##### Input for this task

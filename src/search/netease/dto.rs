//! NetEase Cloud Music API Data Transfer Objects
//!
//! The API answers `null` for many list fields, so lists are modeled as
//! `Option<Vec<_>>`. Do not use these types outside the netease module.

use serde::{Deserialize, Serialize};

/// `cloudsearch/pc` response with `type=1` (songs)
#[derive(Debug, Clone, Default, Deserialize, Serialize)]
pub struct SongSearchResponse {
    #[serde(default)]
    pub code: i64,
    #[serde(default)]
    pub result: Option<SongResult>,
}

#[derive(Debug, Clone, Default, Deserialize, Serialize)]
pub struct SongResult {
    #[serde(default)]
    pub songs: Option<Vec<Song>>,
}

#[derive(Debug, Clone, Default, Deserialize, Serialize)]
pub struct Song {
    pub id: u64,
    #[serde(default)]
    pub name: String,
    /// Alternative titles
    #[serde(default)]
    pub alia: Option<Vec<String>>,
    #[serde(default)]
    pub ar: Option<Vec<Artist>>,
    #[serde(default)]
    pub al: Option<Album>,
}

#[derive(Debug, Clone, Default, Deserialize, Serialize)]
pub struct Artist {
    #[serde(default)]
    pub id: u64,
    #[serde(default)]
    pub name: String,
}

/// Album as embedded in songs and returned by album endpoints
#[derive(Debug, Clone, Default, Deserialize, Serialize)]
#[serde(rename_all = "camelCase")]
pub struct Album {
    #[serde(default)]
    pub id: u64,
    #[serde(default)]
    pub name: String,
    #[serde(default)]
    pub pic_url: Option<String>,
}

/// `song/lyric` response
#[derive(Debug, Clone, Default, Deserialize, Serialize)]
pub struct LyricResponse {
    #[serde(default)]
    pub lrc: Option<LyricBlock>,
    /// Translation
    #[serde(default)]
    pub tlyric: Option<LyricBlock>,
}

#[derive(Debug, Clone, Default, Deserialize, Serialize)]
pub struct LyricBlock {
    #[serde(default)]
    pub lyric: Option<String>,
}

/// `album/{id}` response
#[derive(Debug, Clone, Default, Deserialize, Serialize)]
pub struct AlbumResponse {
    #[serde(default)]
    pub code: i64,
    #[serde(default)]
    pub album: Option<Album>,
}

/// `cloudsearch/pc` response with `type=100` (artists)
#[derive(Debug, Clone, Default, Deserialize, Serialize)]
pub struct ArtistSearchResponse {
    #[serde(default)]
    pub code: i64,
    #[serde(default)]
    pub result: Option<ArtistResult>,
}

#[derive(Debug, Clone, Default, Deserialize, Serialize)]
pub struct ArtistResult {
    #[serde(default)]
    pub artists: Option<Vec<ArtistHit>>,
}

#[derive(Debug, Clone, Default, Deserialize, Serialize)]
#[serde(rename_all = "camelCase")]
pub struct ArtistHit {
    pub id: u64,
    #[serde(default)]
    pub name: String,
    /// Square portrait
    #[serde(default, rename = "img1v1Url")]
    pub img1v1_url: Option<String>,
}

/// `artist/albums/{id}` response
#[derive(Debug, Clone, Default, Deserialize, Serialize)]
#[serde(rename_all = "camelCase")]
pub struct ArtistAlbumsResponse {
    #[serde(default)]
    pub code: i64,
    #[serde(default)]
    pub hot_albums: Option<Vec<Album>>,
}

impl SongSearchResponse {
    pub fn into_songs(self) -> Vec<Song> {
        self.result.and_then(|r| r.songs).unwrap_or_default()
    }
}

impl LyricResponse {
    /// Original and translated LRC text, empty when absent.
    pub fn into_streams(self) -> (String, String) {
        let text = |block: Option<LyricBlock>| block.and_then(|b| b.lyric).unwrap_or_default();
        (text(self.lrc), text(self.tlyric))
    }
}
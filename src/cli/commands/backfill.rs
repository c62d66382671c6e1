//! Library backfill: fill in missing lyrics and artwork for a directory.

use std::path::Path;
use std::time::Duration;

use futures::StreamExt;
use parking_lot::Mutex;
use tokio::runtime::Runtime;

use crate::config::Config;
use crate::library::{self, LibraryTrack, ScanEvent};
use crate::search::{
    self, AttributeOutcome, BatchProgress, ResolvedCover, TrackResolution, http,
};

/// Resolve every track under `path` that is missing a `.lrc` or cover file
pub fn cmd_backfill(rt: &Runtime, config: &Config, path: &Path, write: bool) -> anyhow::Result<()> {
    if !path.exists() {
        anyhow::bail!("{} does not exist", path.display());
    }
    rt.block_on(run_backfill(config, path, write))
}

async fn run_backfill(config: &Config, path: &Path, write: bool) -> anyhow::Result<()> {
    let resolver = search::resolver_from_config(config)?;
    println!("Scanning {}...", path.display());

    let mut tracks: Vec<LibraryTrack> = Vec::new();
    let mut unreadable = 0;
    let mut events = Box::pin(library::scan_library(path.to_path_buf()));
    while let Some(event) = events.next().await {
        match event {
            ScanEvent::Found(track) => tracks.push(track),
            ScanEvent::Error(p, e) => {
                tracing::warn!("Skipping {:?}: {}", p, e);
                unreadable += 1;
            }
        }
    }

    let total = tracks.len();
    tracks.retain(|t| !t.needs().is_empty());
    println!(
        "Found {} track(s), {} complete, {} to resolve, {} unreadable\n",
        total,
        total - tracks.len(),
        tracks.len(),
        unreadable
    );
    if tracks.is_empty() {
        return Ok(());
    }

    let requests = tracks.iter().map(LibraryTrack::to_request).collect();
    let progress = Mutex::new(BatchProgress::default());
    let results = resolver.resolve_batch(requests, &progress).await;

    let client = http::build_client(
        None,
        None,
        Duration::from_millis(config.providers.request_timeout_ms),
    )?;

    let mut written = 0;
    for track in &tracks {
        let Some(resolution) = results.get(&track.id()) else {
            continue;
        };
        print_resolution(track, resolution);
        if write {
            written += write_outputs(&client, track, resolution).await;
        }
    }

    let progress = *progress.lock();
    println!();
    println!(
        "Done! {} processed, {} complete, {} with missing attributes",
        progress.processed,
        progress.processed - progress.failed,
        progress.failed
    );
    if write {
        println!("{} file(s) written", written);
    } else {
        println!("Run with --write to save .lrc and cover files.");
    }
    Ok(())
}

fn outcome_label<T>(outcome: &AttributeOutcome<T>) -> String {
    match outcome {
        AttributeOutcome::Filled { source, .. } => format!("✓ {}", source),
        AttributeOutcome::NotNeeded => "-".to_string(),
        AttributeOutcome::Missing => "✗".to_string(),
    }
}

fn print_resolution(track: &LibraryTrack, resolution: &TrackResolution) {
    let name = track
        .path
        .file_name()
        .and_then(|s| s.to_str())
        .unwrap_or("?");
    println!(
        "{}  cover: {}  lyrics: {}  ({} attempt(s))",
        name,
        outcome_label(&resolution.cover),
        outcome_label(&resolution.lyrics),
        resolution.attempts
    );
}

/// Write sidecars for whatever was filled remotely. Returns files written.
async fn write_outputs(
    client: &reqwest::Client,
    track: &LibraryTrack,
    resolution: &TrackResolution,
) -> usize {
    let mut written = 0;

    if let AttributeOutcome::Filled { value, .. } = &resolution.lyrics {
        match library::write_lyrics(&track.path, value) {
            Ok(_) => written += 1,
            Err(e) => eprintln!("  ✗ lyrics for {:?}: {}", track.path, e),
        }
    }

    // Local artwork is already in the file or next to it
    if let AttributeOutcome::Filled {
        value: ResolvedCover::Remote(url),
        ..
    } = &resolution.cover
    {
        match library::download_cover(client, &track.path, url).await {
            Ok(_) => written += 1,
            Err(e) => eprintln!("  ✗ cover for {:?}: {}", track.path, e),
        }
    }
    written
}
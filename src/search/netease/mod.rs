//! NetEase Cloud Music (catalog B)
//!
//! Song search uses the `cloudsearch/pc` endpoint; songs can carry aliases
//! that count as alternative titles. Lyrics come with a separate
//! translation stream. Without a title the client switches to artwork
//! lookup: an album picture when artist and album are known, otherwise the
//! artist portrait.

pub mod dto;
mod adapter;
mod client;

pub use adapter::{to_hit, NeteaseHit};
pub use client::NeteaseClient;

##########

Using the records above, say how many lines contain the word "that". Write the number alone.

* [Response to this task]: 2